Covid testing has come a long way since 2020. Back at the start of the pandemic, tests were unreliable and nearly impossible to get, but now most of us can find a same-day appointment at drive-thru testing sites across our states. Even better, we now have access to at-home Covid tests so we don’t even have to leave the house. These tests are incredibly convenient but in order to accurately read your test, it’s helpful to have pictures of positive at-home Covid test results to use as a point of reference.
Are home Covid tests reliable?
Given that the virus itself is so new and still has so many unknowns, it’s fair to wonder whether or not at-home Covid tests are reliable. Thomas Denny, MSc, MPhil, a Professor in Medicine at the Duke Human Vaccine Institute at Duke University School of Medicine, tells Romper in an email, “Yes [at-home Covid tests are reliable], but as with all testing platforms they have advantages/disadvantages.”
The disadvantage of an at-home test is that it isn’t nearly as sensitive as a PCR (polymerase chain reaction) test that you’d get at a doctor’s office or another medical testing site. Because of this, you’re more likely to get a false negative with an at-home Covid test than with a PCR test. According to Denny, false negatives happen around 15-20% of the time with at-home Covid tests, particularly when they’re taken early on in the infection (which isn’t as much of an issue with PCR tests). False positives, however, only happen 1-2% of the time.
The best way to ensure your negative result is correct is to keep testing, Denny says. “[False negatives] can be countered by repeat testing over a few days,” he explains, “Repeated negatives increase the certainty of a true negative.”
How and when to take a Covid test
“One of the biggest variables to all testing is to have a good quality swab process,” says Denny, so it’s extremely important to read and follow the directions that come in your at-home Covid test so that you can get an accurate result. As for when to take an at-home Covid test, there is no perfect answer. “When an individual turns positive is related to the specific variant, because they have different incubation periods, and how much exposure someone has had” Denny explains.

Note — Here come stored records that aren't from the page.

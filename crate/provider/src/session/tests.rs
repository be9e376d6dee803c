#![allow(clippy::unwrap_used)]

use std::sync::Arc;

use rand::{Rng, SeedableRng, rngs::StdRng};
use tokenbridge_interfaces::{Attribute, KeyType, ObjectClass, ObjectHandle, TokenBackend};
use tokenbridge_logger::log_init;
use tokenbridge_soft_token::{SoftToken, SoftTokenConfig, TokenEvent};
use zeroize::Zeroizing;

use crate::{HError, HResult, Session, SessionPoolConfig, Token, TokenConfig};

fn setup(config: TokenConfig) -> HResult<(Arc<SoftToken>, Arc<Token>)> {
    log_init(None);
    let soft = Arc::new(SoftToken::new(SoftTokenConfig {
        removable: true,
        ..SoftTokenConfig::default()
    }));
    let token = Token::new(soft.clone(), config)?;
    Ok((soft, token))
}

#[test]
fn test_acquire_order() -> HResult<()> {
    let (soft, token) = setup(TokenConfig::default())?;
    let manager = token.session_manager();

    let object_session = manager.acquire_object_session()?;
    manager.add_object(&object_session);
    manager.release(object_session.clone());
    assert_eq!(manager.stats().object_pool, 1);

    // opening a session is preferred over taking an object session
    let operation_session = manager.acquire_operation_session()?;
    assert_ne!(operation_session.handle(), object_session.handle());
    assert_eq!(soft.open_sessions(), 2);
    manager.release(operation_session.clone());

    // object sessions come first for objects, then operation sessions
    let session = manager.acquire_object_session()?;
    assert_eq!(session.handle(), object_session.handle());
    let other = manager.acquire_object_session()?;
    assert_eq!(other.handle(), operation_session.handle());
    manager.release(session);
    manager.release(other);

    let stats = manager.stats();
    assert_eq!(stats.open, 2);
    assert_eq!(stats.object_pool, 1);
    assert_eq!(stats.operation_pool, 1);
    assert_eq!(stats.checked_out(), 0);
    Ok(())
}

#[test]
fn test_max_sessions() -> HResult<()> {
    let (soft, token) = setup(TokenConfig {
        max_sessions: Some(2),
        ..TokenConfig::default()
    })?;
    let manager = token.session_manager();
    assert_eq!(manager.max_sessions(), Some(2));

    let first = manager.acquire_operation_session()?;
    let second = manager.acquire_object_session()?;
    assert!(matches!(
        manager.acquire_operation_session(),
        Err(HError::ResourceExhausted(_))
    ));
    assert!(matches!(
        manager.acquire_object_session(),
        Err(HError::ResourceExhausted(_))
    ));

    // at the maximum, operations fall back on object sessions
    manager.add_object(&second);
    manager.release(second.clone());
    let reused = manager.acquire_operation_session()?;
    assert_eq!(reused.handle(), second.handle());
    manager.release(reused);
    manager.release(first);
    assert_eq!(soft.open_sessions(), 2);
    assert_eq!(manager.stats().open, 2);
    Ok(())
}

#[test]
fn test_token_session_limit() -> HResult<()> {
    log_init(None);
    let soft = Arc::new(SoftToken::new(SoftTokenConfig {
        max_sessions: Some(1),
        ..SoftTokenConfig::default()
    }));
    let token = Token::new(soft.clone(), TokenConfig::default())?;
    let manager = token.session_manager();
    let session = manager.acquire_operation_session()?;
    assert!(matches!(
        manager.acquire_operation_session(),
        Err(HError::ResourceExhausted(_))
    ));
    assert_eq!(manager.stats().open, 1);
    manager.release(session);
    Ok(())
}

#[test]
fn test_idle_eviction() -> HResult<()> {
    let (soft, token) = setup(TokenConfig {
        session_pool: SessionPoolConfig {
            eviction_threshold: 2,
            max_idle_secs: 0,
            min_open: 1,
        },
        ..TokenConfig::default()
    })?;
    let manager = token.session_manager();

    let owner = manager.acquire_object_session()?;
    manager.add_object(&owner);
    let sessions = (0..3)
        .map(|_| manager.acquire_operation_session())
        .collect::<HResult<Vec<_>>>()?;
    manager.release(owner.clone());
    assert_eq!(manager.stats().open, 4);
    for session in sessions {
        manager.release(session);
    }

    // idle operation sessions are closed, the object session is kept
    let stats = manager.stats();
    assert_eq!(stats.object_pool, 1);
    assert!(stats.open < 4);
    assert!(stats.open >= 1);
    assert_eq!(soft.open_sessions(), stats.open);
    assert!(!soft.events().iter().any(|event| matches!(
        event,
        TokenEvent::SessionClosed { session, .. } if *session == owner.handle()
    )));
    Ok(())
}

#[test]
fn test_kill() -> HResult<()> {
    let (soft, token) = setup(TokenConfig::default())?;
    let manager = token.session_manager();

    let session = manager.acquire_operation_session()?;
    let handle = session.handle();
    manager.kill(session);
    assert_eq!(manager.stats().open, 0);
    assert!(soft.events().contains(&TokenEvent::SessionClosed {
        session: handle,
        owned_objects: 0
    }));

    // a session owning objects is pooled instead
    let owner = manager.acquire_object_session()?;
    manager.add_object(&owner);
    manager.kill(owner);
    let stats = manager.stats();
    assert_eq!(stats.open, 1);
    assert_eq!(stats.object_pool, 1);
    Ok(())
}

#[test]
fn test_demotion() -> HResult<()> {
    let (_soft, token) = setup(TokenConfig::default())?;
    let manager = token.session_manager();

    let session = manager.acquire_object_session()?;
    manager.add_object(&session);
    manager.add_object(&session);
    manager.release(session.clone());

    manager.remove_object(&session);
    assert_eq!(manager.stats().object_pool, 1);
    manager.remove_object(&session);
    let stats = manager.stats();
    assert_eq!(stats.object_pool, 0);
    assert_eq!(stats.operation_pool, 1);

    // the demotion of a checked out session happens on release
    let session = manager.acquire_object_session()?;
    manager.add_object(&session);
    manager.remove_object(&session);
    manager.release(session);
    assert_eq!(manager.stats().operation_pool, 1);
    Ok(())
}

#[test]
fn test_invalid_token() -> HResult<()> {
    let (soft, token) = setup(TokenConfig {
        presence_check_interval_ms: 0,
        ..TokenConfig::default()
    })?;
    let manager = token.session_manager();
    let session = manager.acquire_operation_session()?;

    soft.remove();
    assert!(matches!(
        token.ensure_valid(),
        Err(HError::TokenInvalid(_))
    ));
    // the session is abandoned, not closed
    manager.release(session);
    assert_eq!(manager.stats().open, 0);
    assert_eq!(soft.call_count("C_CloseSession"), 0);
    assert!(matches!(
        token.acquire_operation_session(),
        Err(HError::TokenInvalid(_))
    ));
    Ok(())
}

#[test]
fn test_random_sequences() -> HResult<()> {
    const MAX_SESSIONS: usize = 4;

    let (soft, token) = setup(TokenConfig {
        max_sessions: Some(MAX_SESSIONS),
        session_pool: SessionPoolConfig {
            eviction_threshold: 1,
            max_idle_secs: 0,
            min_open: 1,
        },
        ..TokenConfig::default()
    })?;
    let manager = token.session_manager();
    let mut rng = StdRng::seed_from_u64(0x5e55_1045);
    let mut checked_out: Vec<Arc<Session>> = Vec::new();
    let mut objects: Vec<(Arc<Session>, ObjectHandle)> = Vec::new();

    for step in 0u32..2000 {
        match rng.random_range(0..6) {
            0 | 1 => {
                let acquired = if rng.random_bool(0.5) {
                    manager.acquire_object_session()
                } else {
                    manager.acquire_operation_session()
                };
                match acquired {
                    Ok(session) => checked_out.push(session),
                    Err(HError::ResourceExhausted(_)) => {
                        assert_eq!(checked_out.len(), MAX_SESSIONS, "step {step}");
                    }
                    Err(e) => return Err(e),
                }
            }
            2 if !checked_out.is_empty() => {
                let session = checked_out.swap_remove(rng.random_range(0..checked_out.len()));
                manager.release(session);
            }
            3 if !checked_out.is_empty() => {
                let session = &checked_out[rng.random_range(0..checked_out.len())];
                let object = soft
                    .create_object(
                        session.handle(),
                        &[
                            Attribute::Class(ObjectClass::SecretKey),
                            Attribute::KeyType(KeyType::Aes),
                            Attribute::Token(false),
                            Attribute::Value(Zeroizing::new(vec![step.to_le_bytes()[0]; 16])),
                        ],
                    )
                    .unwrap();
                manager.add_object(session);
                objects.push((session.clone(), object));
            }
            4 if !objects.is_empty() => {
                let (owner, object) = objects.swap_remove(rng.random_range(0..objects.len()));
                soft.destroy_object(owner.handle(), object).unwrap();
                manager.remove_object(&owner);
            }
            5 if !checked_out.is_empty() => {
                let session = checked_out.swap_remove(rng.random_range(0..checked_out.len()));
                manager.kill(session);
            }
            _ => {}
        }

        let stats = manager.stats();
        assert!(stats.open <= MAX_SESSIONS, "step {step}: {stats:?}");
        assert_eq!(soft.open_sessions(), stats.open, "step {step}");
        assert_eq!(stats.checked_out(), checked_out.len(), "step {step}: {stats:?}");
        assert_eq!(soft.session_objects(), objects.len(), "step {step}");
    }

    // no session was closed while owning objects
    assert!(soft.events().iter().all(|event| !matches!(
        event,
        TokenEvent::SessionClosed { owned_objects, .. } if *owned_objects > 0
    )));
    for session in checked_out {
        manager.release(session);
    }
    Ok(())
}
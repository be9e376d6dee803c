use std::fmt::Display;

use crate::error::HError;

pub type HResult<R> = Result<R, HError>;

pub trait HResultHelper<T> {
    fn context(self, context: &str) -> HResult<T>;
    fn with_context<D, O>(self, op: O) -> HResult<T>
    where
        D: Display + Send + Sync + 'static,
        O: FnOnce() -> D;
}

impl<T, E> HResultHelper<T> for Result<T, E>
where
    E: std::error::Error,
{
    fn context(self, context: &str) -> HResult<T> {
        self.map_err(|e| HError::Default(format!("{context}: {e}")))
    }

    fn with_context<D, O>(self, op: O) -> HResult<T>
    where
        D: Display + Send + Sync + 'static,
        O: FnOnce() -> D,
    {
        self.map_err(|e| HError::Default(format!("{}: {e}", op())))
    }
}

impl<T> HResultHelper<T> for Option<T> {
    fn context(self, context: &str) -> HResult<T> {
        self.ok_or_else(|| HError::Default(context.to_owned()))
    }

    fn with_context<D, O>(self, op: O) -> HResult<T>
    where
        D: Display + Send + Sync + 'static,
        O: FnOnce() -> D,
    {
        self.ok_or_else(|| HError::Default(format!("{}", op())))
    }
}
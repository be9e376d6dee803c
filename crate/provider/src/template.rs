//! Attribute templates applied to the objects created on the token.

use std::{collections::BTreeMap, sync::RwLock};

use serde::{Deserialize, Serialize};
use tokenbridge_interfaces::{Attribute, BooleanAttribute, KeyType, ObjectClass};
use tracing::trace;

/// The operations creating objects on the token
#[derive(Debug, Clone, Copy, PartialEq, Eq, Hash, Serialize, Deserialize)]
#[serde(rename_all = "snake_case")]
pub enum TemplateOperation {
    Generate,
    Import,
    Unwrap,
}

/// Attribute values to apply to the objects matching the selectors.
///
/// A selector left to `None` matches any value.
#[derive(Debug, Clone, Default, PartialEq, Eq, Serialize, Deserialize)]
#[serde(default, deny_unknown_fields)]
pub struct TemplateEntry {
    pub operation: Option<TemplateOperation>,
    pub class: Option<ObjectClass>,
    pub key_type: Option<KeyType>,
    pub values: BTreeMap<BooleanAttribute, bool>,
}

impl TemplateEntry {
    fn matches(&self, operation: TemplateOperation, class: ObjectClass, key_type: KeyType) -> bool {
        self.operation.is_none_or(|o| o == operation)
            && self.class.is_none_or(|c| c == class)
            && self.key_type.is_none_or(|k| k == key_type)
    }

    fn specificity(&self) -> usize {
        usize::from(self.operation.is_some())
            + usize::from(self.class.is_some())
            + usize::from(self.key_type.is_some())
    }
}

/// Resolves the attributes of the objects created on the token
#[derive(Debug, Default)]
pub struct TemplateManager {
    entries: RwLock<Vec<TemplateEntry>>,
}

impl TemplateManager {
    #[must_use]
    pub fn new(entries: Vec<TemplateEntry>) -> Self {
        Self {
            entries: RwLock::new(entries),
        }
    }

    pub fn add(&self, entry: TemplateEntry) {
        self.entries
            .write()
            .unwrap_or_else(std::sync::PoisonError::into_inner)
            .push(entry);
    }

    /// Compute the final attributes of an object.
    ///
    /// Matching entries are applied from the least to the most specific one, and the configured
    /// values override the `requested` attributes.
    #[must_use]
    pub fn resolve(
        &self,
        operation: TemplateOperation,
        class: ObjectClass,
        key_type: KeyType,
        requested: Vec<Attribute>,
    ) -> Vec<Attribute> {
        let entries = self
            .entries
            .read()
            .unwrap_or_else(std::sync::PoisonError::into_inner);
        let mut matching: Vec<&TemplateEntry> = entries
            .iter()
            .filter(|entry| entry.matches(operation, class, key_type))
            .collect();
        matching.sort_by_key(|entry| entry.specificity());

        let mut attributes = requested;
        for (attribute, value) in matching.iter().flat_map(|entry| entry.values.iter()) {
            let attribute = attribute.with_value(*value);
            match attributes
                .iter_mut()
                .find(|a| a.attribute_type() == attribute.attribute_type())
            {
                Some(existing) => *existing = attribute,
                None => attributes.push(attribute),
            }
        }
        trace!("{operation:?} {class:?} {key_type:?}: {attributes:?}");
        attributes
    }
}

#[cfg(test)]
mod tests {
    use tokenbridge_interfaces::{
        Attribute, AttributeList, AttributeType, BooleanAttribute, KeyType, ObjectClass,
    };

    use super::{TemplateEntry, TemplateManager, TemplateOperation};

    fn entry(
        operation: Option<TemplateOperation>,
        class: Option<ObjectClass>,
        key_type: Option<KeyType>,
        values: &[(BooleanAttribute, bool)],
    ) -> TemplateEntry {
        TemplateEntry {
            operation,
            class,
            key_type,
            values: values.iter().copied().collect(),
        }
    }

    #[test]
    fn test_most_specific_entry_wins() {
        let manager = TemplateManager::new(vec![
            entry(
                Some(TemplateOperation::Generate),
                Some(ObjectClass::SecretKey),
                Some(KeyType::Aes),
                &[(BooleanAttribute::Sensitive, false)],
            ),
            entry(None, None, None, &[(BooleanAttribute::Sensitive, true)]),
            entry(
                Some(TemplateOperation::Generate),
                None,
                None,
                &[(BooleanAttribute::Extractable, false)],
            ),
        ]);
        let attributes = manager.resolve(
            TemplateOperation::Generate,
            ObjectClass::SecretKey,
            KeyType::Aes,
            vec![Attribute::Token(false), Attribute::Extractable(true)],
        );
        assert_eq!(attributes.bool_value(AttributeType::Sensitive), Some(false));
        assert_eq!(attributes.bool_value(AttributeType::Extractable), Some(false));
        assert_eq!(attributes.bool_value(AttributeType::Token), Some(false));

        // only the wildcard entry applies to imported DES keys
        let attributes = manager.resolve(
            TemplateOperation::Import,
            ObjectClass::SecretKey,
            KeyType::Des,
            vec![Attribute::Extractable(true)],
        );
        assert_eq!(
            attributes,
            vec![Attribute::Extractable(true), Attribute::Sensitive(true)]
        );
    }

    #[test]
    fn test_added_entry() {
        let manager = TemplateManager::default();
        let requested = vec![Attribute::Token(false)];
        assert_eq!(
            manager.resolve(
                TemplateOperation::Unwrap,
                ObjectClass::SecretKey,
                KeyType::GenericSecret,
                requested.clone(),
            ),
            requested
        );
        manager.add(entry(
            Some(TemplateOperation::Unwrap),
            None,
            None,
            &[(BooleanAttribute::Token, true)],
        ));
        assert_eq!(
            manager.resolve(
                TemplateOperation::Unwrap,
                ObjectClass::SecretKey,
                KeyType::GenericSecret,
                requested,
            ),
            vec![Attribute::Token(true)]
        );
    }
}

Your best bet is to take a test as soon as you start experiencing symptoms, or once you know you’ve been exposed. If it comes back as a false negative at that point, Denny says you’re “most likely not able to transmit [the virus] to others on that day.” However, don’t trust the negative result right away, wait another day or two and take another test (and possibly another a day or so after that one).
How will you know if the test is positive, though? Here are some photos of positive Covid test results to help you read your result.
According to Denny, “Testing is an important tool to limit infections to others and we need to continue to develop strong testing capacity in the U.S.” Using these photos of positive Covid test results as a point of reference can be very helpful in determining whether or not you’re positive for the virus.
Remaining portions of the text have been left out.